This season, he returns to the Florida Orchestra, Orquesta Sinfônica de Rio de Janeiro, Tulsa Symphony, Pacific Northwest Ballet, Civic Orchestra of Chicago, River Oaks Chamber Orchestra (Houston), Rio International Cello and Marrowstone Music Festivals, and makes his debuts with the Toronto Symphony, Deutsches Symphonie Orchester Berlin, Qatar Philharmonic Orchestra, Amarillo Symphony, Lake Union Civic Orchestra and Orchestra Seattle and the Seattle Chamber Singers.

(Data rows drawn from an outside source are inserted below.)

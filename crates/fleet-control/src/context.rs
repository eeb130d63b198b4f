use fleet_core::ResourceEvent;
use fleet_exec::{RemoteExec, ScriptCommand, Target};
use fleet_store::StoreTx;
use tracing::debug;

use crate::config::ControlSettings;
use crate::error::HandlerResult;

/// Everything a handler works with for one callback.
///
/// The transaction is owned here and threaded through every nested call;
/// only the dispatcher commits or rolls it back.
pub struct HandlerCtx<'a> {
    pub tx: Box<dyn StoreTx>,
    exec: &'a dyn RemoteExec,
    settings: &'a ControlSettings,
    upstream: Option<&'a str>,
    events: Vec<ResourceEvent>,
}

impl<'a> HandlerCtx<'a> {
    pub fn new(
        tx: Box<dyn StoreTx>,
        exec: &'a dyn RemoteExec,
        settings: &'a ControlSettings,
        upstream: Option<&'a str>,
    ) -> Self {
        Self {
            tx,
            exec,
            settings,
            upstream,
            events: Vec::new(),
        }
    }

    pub fn settings(&self) -> &ControlSettings {
        self.settings
    }

    /// Error the agent reported alongside the callback, if any.
    pub fn upstream_error(&self) -> Option<&'a str> {
        self.upstream
    }

    /// A command for a script under the configured scripts directory.
    pub fn script(&self, name: &str) -> ScriptCommand {
        ScriptCommand::new(&self.settings.scripts_dir, name)
    }

    /// Hand a command to the execution gateway. Returns once it is handed
    /// off; the outcome arrives later as another callback.
    pub async fn dispatch(
        &mut self,
        target: &Target,
        command: &ScriptCommand,
    ) -> HandlerResult<()> {
        debug!(target = %target, script = command.script(), "Dispatching remote command");
        self.exec.execute(target, &command.to_string()).await?;
        Ok(())
    }

    /// Record a state change, published only if the transaction commits.
    pub fn emit(&mut self, event: ResourceEvent) {
        self.events.push(event);
    }

    pub fn into_parts(self) -> (Box<dyn StoreTx>, Vec<ResourceEvent>) {
        (self.tx, self.events)
    }
}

Born in Acton, Massachusetts, Mr. Willis lived with his family in Moscow for five years before settling in Surrey, England. He received his bachelor’s degree with honors from England’s Bristol University and an Education degree from Kingston University. He won a scholarship in 1996 to study with Larry Rachelff at the Shepherd School of Music at Rice Univeristy, graduating with a Master of Music degree in 1999.
About the Soloists
Pianist Mark Salman has been hailed as a “heroic virtuoso,” with his performances described as “powerful,” “astonishing, exacting and evocative,” “dramatic,” “wildly imaginative” and “touchingly lyrical.” Of his interpretation of Beethoven’s Hammerklavier sonata, one authority stated, “there are probably only five or six pianists in the world who can play [it] as perfectly.” Seattle Weekly named his 2005 performance of Liszt’s transcription of Beethoven’s Symphony No. 7 one of the three “Performances of the Year.”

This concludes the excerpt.